ALP is important to indicate osteoblastic activity, which can be detected from the liver, kidney, intestinal mucosa, and bone tissues [19]. It is determined to be a predictive biomarker for tumor metastasis, especially for the metastasis to the bone [20]. There are approximately 85% PCa-related deaths caused by bone metastasis, implying the poor prognosis of PCa cases with positive bone metastasis [21]. In PCa patients, the serum upregulation of ALP has been documented to possess high predictive value for the occurrence of bone metastasis [22]. Thus, as the close relationship with bone metastasis, high levels of ALP generally predict a poor prognosis in PCa patients. In this study, ALP levels were found to be independently associated with the PFS of PCa patients, and the median PFS was reduced as the ALP concentration increases. However, a study by Wei et al. reported that ALP only increased significantly after extensive bone metastasis with limited sensitivity, and its clinical use for prognosis prediction should be performed by the combination with other parameters [7].

Currently, the Gleason grade and TNM stage are two critical references for prognosis prediction in PCa patients [23]. This study also demonstrated the independent association of the Gleason grade and TNM stage with the PFS of PCa. There are five grades (grades 1-5) in the Gleason grading system and four stages (stages I, II, III, and IV) in the TNM staging system. However, the clinical decision for PCa management based only on the Gleason grade or TNM stage maybe ambiguous and has to be confirmed by some clinical experiences. Thus, the more intuitively and accurately prognosis predictive methods are urgently needed. Nomogram as a statistical model has been applied in the prognosis prediction in various human malignancies [24, 25]. It can accurately calculate the survival for each patient by summing up multiple variables that are related with prognosis. In PCa, Brockman et al. have established a nomogram predicting model for the mortality in PCa patients with biochemical recurrence after radical prostatectomy [26]. Hou et al. have developed a prognostic nomogram to predict bone metastasis in PCa patients according to the date from SEER database [27]. The nomograms efficiently assist the clinicians to predict the clinical outcomes of patients by assessing their individualized parameters.

Considering the pivotal role of PSA and ALP in PCa development, the two indicators were included in the survival analysis, and the Gleason grade, tPSA, ALP, and TNM stage were confirmed as four important prognostic indicators by multivariate analysis. Subsequently, a nomogram model was constructed based on the four selected variables. According to the scores in the nomogram, it is easy to predict the 1-3-year PFS of PCa patients by calculating the scores of the Gleason grade, tPSA, ALP, and TNM stage. In addition, by evaluating the survival data in the test and validation sets, we confirmed the discrimination and the predictive accuracy of the nomogram model. To our knowledge, this is the first time to develop a prognosis predictive nomogram considering PSA and ALP levels in PCa patients.

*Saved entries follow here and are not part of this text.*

//! Archive writing API.
//!
//! A [`Writer`] owns one [`VolumeWriter`] sink and the [`ZipModel`] it is
//! filling. Entries are written one at a time: either in one call with
//! [`add_bytes`](Writer::add_bytes), or streamed with
//! [`start_entry`](Writer::start_entry), [`Write`] calls and
//! [`close_entry`](Writer::close_entry). [`finish`](Writer::finish) writes
//! the central directory and trailer.
//!
//! # Example
//!
//! ```rust,no_run
//! use std::io::Write;
//! use zipkit::{CompressionMethod, EntryOptions, Writer};
//!
//! let mut writer = Writer::create_path("archive.zip")?;
//!
//! writer.add_bytes("hello.txt", b"Hello, World!", &EntryOptions::default())?;
//!
//! writer.start_entry("log.txt", &EntryOptions::new().compression(CompressionMethod::Zstd))?;
//! writer.write_all(b"streamed line\n")?;
//! writer.close_entry()?;
//!
//! let result = writer.finish()?;
//! println!("Wrote {} entries", result.entries_written);
//! # Ok::<(), zipkit::Error>(())
//! ```
//!
//! # How sizes reach the archive
//!
//! When the data is handed over at once, CRC and sizes are known before the
//! local header is written. Streamed entries on a seekable single-file sink
//! get placeholder values that are patched in place on close. Streaming
//! sinks, split archives and streamed ZipCrypto entries (whose check byte
//! would need the CRC up front) set the data descriptor flag instead, and a
//! Data Descriptor follows the data.

mod append;
pub mod assemble;
mod entry;
mod header;
pub(crate) mod options;
mod writer_init;

use std::io::{self, Write};
use std::mem;

pub use assemble::{CentralDirectorySummary, write_central_directory};
pub use options::{EntryOptions, WriteOptions, WriteResult};

use crate::model::ZipModel;
use crate::pipeline::EntryEncoder;
use crate::volume::VolumeWriter;
use crate::Error;

use header::{EntryPlan, HeaderPosition};

/// An entry whose data is being streamed.
pub(crate) struct OpenEntry<V: VolumeWriter> {
    plan: EntryPlan,
    encoder: EntryEncoder<V>,
    position: HeaderPosition,
    header_len: u64,
    data_start: u64,
}

enum State<V: VolumeWriter> {
    /// Between entries; the sink is free.
    Idle(V),
    /// An entry is open and accepting data.
    Writing(OpenEntry<V>),
    /// A write into the open entry failed; it will be discarded.
    Abandoned(OpenEntry<V>),
    /// The sink was lost to an I/O failure.
    Poisoned,
}

/// A ZIP archive writer.
///
/// See the [module documentation](self) for an overview.
pub struct Writer<V: VolumeWriter> {
    state: State<V>,
    model: ZipModel,
    options: WriteOptions,
    /// Where the sink should be when no entry is open.
    expected_end: u64,
}

fn poisoned() -> Error {
    Error::Io(io::Error::other(
        "the archive writer lost its sink to an earlier failure",
    ))
}

impl<V: VolumeWriter> Writer<V> {
    /// Wraps an already positioned sink. Offsets are taken from the sink,
    /// so a sink that already holds bytes starts the archive after them.
    pub fn from_sink(sink: V) -> Self {
        let expected_end = sink.position();
        Self {
            state: State::Idle(sink),
            model: ZipModel::new(),
            options: WriteOptions::default(),
            expected_end,
        }
    }

    pub(crate) fn with_model(sink: V, model: ZipModel, expected_end: u64) -> Self {
        Self {
            state: State::Idle(sink),
            model,
            options: WriteOptions::default(),
            expected_end,
        }
    }

    /// Sets the archive-level options.
    pub fn options(mut self, options: WriteOptions) -> Self {
        self.options = options;
        self
    }

    /// The entries closed so far.
    pub fn model(&self) -> &ZipModel {
        &self.model
    }

    /// Returns true while a streamed entry is open.
    pub fn is_entry_open(&self) -> bool {
        matches!(self.state, State::Writing(_))
    }

    /// Returns the sink if no entry is open, discarding an abandoned one.
    fn take_sink(&mut self) -> crate::Result<V> {
        match mem::replace(&mut self.state, State::Poisoned) {
            State::Idle(sink) => Ok(sink),
            State::Writing(open) => {
                let name = open.plan.name.clone();
                self.state = State::Writing(open);
                Err(Error::EntryInProgress { name })
            }
            State::Abandoned(open) => self.discard(open),
            State::Poisoned => Err(poisoned()),
        }
    }

    /// Finishes an abandoned entry's stages so the sink can be reused. The
    /// entry stays out of the central directory.
    fn discard(&mut self, open: OpenEntry<V>) -> crate::Result<V> {
        log::warn!(
            "discarding entry '{}' abandoned after a failed write",
            open.plan.name
        );
        let encoded = open.encoder.finish().map_err(crate::map_io_error)?;
        let sink = encoded.inner;
        self.expected_end = sink.position();
        Ok(sink)
    }

    fn abandon(&mut self) {
        if let State::Writing(open) = mem::replace(&mut self.state, State::Poisoned) {
            self.state = State::Abandoned(open);
        }
    }
}

impl<V: VolumeWriter> Write for Writer<V> {
    fn write(&mut self, buf: &[u8]) -> io::Result<usize> {
        let State::Writing(open) = &mut self.state else {
            return Err(io::Error::other(Error::NoEntryInProgress));
        };
        match open.encoder.write(buf) {
            Ok(n) => Ok(n),
            Err(e) => {
                self.abandon();
                Err(e)
            }
        }
    }

    fn flush(&mut self) -> io::Result<()> {
        match &mut self.state {
            State::Writing(open) => open.encoder.flush(),
            State::Idle(sink) => sink.flush(),
            _ => Ok(()),
        }
    }
}

impl<V: VolumeWriter> std::fmt::Debug for Writer<V> {
    fn fmt(&self, f: &mut std::fmt::Formatter<'_>) -> std::fmt::Result {
        let state = match &self.state {
            State::Idle(_) => "idle",
            State::Writing(_) => "writing",
            State::Abandoned(_) => "abandoned",
            State::Poisoned => "poisoned",
        };
        f.debug_struct("Writer")
            .field("state", &state)
            .field("entries", &self.model.len())
            .field("options", &self.options)
            .finish()
    }
}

The prediction of PFS may be more easy and accurate with the help of this predictive nomogram model. However, several limitations are included in this study. First, the sample size is small, which may limit the identification of significant prognostic indicators. Second, some critical clinical features are missing in this study, such as smoking history, alcohol abuse, and therapy. Thus, further investigations are necessary with a larger cohort and more complete clinicopathological data. Additionally, it is necessary to establish a regression equation, which could summarize the specific role of each factor in the prediction of PFS, which should attract special attention in the future studies.

The Gleason grade, tPSA, ALP, and TNM stage are four independent prognostic factors for the PFS of PCa patients, which are used to construct a predictive nomogram model. The established nomogram can accurately predict the 1-3-year PFS of PCa with a good discrimination. In clinical practice, the nomogram model may predict individualized survival risk and guild adjuvant therapy decisions for PCa patients.